Scan the listing below and copy every line holding "struct".

- DATA SHOWN:
......
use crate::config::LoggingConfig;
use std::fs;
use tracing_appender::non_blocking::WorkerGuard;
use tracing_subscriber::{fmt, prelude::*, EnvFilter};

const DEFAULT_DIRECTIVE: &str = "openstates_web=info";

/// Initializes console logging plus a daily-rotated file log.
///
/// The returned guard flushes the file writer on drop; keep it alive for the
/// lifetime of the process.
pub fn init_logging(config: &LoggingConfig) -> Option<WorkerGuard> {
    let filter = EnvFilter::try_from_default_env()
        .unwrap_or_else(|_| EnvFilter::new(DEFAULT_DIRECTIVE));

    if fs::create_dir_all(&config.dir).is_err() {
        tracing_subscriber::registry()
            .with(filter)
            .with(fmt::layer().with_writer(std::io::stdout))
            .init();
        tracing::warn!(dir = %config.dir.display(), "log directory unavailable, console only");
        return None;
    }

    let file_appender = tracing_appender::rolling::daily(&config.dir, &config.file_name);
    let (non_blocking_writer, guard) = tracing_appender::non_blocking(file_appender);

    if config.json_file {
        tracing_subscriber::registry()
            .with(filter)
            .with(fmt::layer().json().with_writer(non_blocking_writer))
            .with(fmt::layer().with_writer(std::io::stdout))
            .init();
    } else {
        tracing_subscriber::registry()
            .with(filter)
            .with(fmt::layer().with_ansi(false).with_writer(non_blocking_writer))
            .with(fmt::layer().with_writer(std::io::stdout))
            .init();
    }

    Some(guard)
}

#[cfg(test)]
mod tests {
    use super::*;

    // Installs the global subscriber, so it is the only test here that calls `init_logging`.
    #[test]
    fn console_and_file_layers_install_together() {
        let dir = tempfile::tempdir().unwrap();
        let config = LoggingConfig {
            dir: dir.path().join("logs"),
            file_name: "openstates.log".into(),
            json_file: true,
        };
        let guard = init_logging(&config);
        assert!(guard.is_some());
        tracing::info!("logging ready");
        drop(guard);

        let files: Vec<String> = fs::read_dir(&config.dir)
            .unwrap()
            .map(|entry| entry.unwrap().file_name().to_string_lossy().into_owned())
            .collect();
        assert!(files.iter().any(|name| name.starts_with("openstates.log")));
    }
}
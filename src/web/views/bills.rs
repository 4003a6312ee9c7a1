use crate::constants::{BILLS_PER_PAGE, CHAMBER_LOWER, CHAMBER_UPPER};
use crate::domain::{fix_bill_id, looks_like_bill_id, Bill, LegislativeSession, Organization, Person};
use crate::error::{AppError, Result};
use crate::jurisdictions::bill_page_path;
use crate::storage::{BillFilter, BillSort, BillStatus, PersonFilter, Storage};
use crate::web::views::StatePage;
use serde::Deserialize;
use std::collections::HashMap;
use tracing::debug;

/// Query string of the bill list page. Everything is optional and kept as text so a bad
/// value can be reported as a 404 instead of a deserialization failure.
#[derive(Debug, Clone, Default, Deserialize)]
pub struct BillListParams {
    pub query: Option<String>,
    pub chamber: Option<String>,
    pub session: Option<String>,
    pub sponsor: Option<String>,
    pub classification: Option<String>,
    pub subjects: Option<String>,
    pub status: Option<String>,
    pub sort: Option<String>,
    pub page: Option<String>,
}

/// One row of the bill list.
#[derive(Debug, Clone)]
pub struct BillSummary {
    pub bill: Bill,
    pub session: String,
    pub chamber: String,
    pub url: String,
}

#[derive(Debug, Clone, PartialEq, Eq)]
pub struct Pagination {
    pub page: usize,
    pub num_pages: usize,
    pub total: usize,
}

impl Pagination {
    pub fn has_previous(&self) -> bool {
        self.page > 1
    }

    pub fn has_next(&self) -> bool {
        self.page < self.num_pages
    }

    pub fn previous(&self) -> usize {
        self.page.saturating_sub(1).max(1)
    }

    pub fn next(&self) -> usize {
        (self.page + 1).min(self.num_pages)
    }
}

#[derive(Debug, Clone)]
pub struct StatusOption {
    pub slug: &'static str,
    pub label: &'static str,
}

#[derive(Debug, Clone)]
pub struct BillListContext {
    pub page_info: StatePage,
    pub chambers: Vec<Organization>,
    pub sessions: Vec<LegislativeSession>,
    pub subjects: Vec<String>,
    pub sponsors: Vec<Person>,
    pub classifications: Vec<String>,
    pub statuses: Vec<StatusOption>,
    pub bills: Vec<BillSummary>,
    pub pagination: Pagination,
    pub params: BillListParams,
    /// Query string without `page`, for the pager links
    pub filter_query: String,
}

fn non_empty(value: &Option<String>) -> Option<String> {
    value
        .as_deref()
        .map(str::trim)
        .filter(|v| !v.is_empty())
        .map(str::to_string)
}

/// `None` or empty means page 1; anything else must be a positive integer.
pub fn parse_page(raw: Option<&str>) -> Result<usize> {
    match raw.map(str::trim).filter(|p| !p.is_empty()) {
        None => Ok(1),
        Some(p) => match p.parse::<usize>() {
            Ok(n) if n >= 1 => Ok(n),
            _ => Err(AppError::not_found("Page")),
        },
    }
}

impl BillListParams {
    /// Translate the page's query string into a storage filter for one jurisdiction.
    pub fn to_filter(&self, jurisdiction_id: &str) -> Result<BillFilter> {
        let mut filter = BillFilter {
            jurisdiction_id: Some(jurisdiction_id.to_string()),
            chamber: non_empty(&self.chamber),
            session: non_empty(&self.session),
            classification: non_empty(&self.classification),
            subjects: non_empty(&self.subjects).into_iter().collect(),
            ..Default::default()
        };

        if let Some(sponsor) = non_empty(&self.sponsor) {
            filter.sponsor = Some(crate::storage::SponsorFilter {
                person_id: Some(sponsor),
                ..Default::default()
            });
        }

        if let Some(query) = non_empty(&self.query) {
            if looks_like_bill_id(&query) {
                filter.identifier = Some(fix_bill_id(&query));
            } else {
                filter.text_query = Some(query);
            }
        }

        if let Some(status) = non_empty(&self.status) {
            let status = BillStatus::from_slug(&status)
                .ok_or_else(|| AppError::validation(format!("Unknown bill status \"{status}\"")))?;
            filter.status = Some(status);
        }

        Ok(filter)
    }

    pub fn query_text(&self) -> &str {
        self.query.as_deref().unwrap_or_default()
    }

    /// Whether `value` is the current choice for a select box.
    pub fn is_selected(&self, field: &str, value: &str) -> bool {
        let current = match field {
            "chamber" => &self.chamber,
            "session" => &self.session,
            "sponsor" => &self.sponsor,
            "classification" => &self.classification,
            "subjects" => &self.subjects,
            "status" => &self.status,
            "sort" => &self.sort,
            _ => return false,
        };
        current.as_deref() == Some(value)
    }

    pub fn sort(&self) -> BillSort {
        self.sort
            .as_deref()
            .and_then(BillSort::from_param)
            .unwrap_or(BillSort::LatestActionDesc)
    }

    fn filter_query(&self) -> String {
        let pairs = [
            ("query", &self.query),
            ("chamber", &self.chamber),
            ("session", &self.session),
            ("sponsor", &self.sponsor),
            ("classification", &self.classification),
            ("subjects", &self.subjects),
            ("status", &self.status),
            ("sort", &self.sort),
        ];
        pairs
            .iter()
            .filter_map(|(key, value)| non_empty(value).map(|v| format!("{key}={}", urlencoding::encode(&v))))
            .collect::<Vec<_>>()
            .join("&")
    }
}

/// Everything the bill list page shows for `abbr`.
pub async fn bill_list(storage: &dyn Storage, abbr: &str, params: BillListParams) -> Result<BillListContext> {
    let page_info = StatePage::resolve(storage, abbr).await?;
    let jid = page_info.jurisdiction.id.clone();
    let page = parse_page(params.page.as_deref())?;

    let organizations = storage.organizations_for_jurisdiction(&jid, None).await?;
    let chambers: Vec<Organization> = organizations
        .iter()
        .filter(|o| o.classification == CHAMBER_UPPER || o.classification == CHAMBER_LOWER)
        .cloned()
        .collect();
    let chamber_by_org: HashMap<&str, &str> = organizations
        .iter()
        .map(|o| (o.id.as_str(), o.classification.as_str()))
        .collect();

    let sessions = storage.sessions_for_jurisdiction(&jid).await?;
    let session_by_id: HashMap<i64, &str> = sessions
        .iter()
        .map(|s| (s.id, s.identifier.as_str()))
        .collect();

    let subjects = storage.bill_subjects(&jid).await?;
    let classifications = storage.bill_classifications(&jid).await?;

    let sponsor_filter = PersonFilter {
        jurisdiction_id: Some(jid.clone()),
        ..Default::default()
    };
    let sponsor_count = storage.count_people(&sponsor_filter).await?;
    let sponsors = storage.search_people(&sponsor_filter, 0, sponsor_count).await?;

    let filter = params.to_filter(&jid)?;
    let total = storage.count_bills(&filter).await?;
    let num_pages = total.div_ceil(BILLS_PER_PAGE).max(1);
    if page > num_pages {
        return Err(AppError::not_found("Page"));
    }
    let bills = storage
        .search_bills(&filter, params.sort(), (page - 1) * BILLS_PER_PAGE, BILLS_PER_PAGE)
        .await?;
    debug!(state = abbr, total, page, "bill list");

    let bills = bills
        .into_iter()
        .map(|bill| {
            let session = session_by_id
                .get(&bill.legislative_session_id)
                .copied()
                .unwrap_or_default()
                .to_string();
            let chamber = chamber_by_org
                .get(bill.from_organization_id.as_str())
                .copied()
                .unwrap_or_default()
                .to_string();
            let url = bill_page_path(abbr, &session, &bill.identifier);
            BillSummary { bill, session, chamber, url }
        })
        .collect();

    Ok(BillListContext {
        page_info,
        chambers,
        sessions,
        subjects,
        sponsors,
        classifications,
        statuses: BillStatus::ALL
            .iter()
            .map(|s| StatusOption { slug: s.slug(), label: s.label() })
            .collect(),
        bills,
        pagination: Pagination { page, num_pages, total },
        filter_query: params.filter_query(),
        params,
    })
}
......
- WORKED SOLUTION:
pub struct BillListParams {
pub struct BillSummary {
pub struct Pagination {
pub struct StatusOption {
pub struct BillListContext {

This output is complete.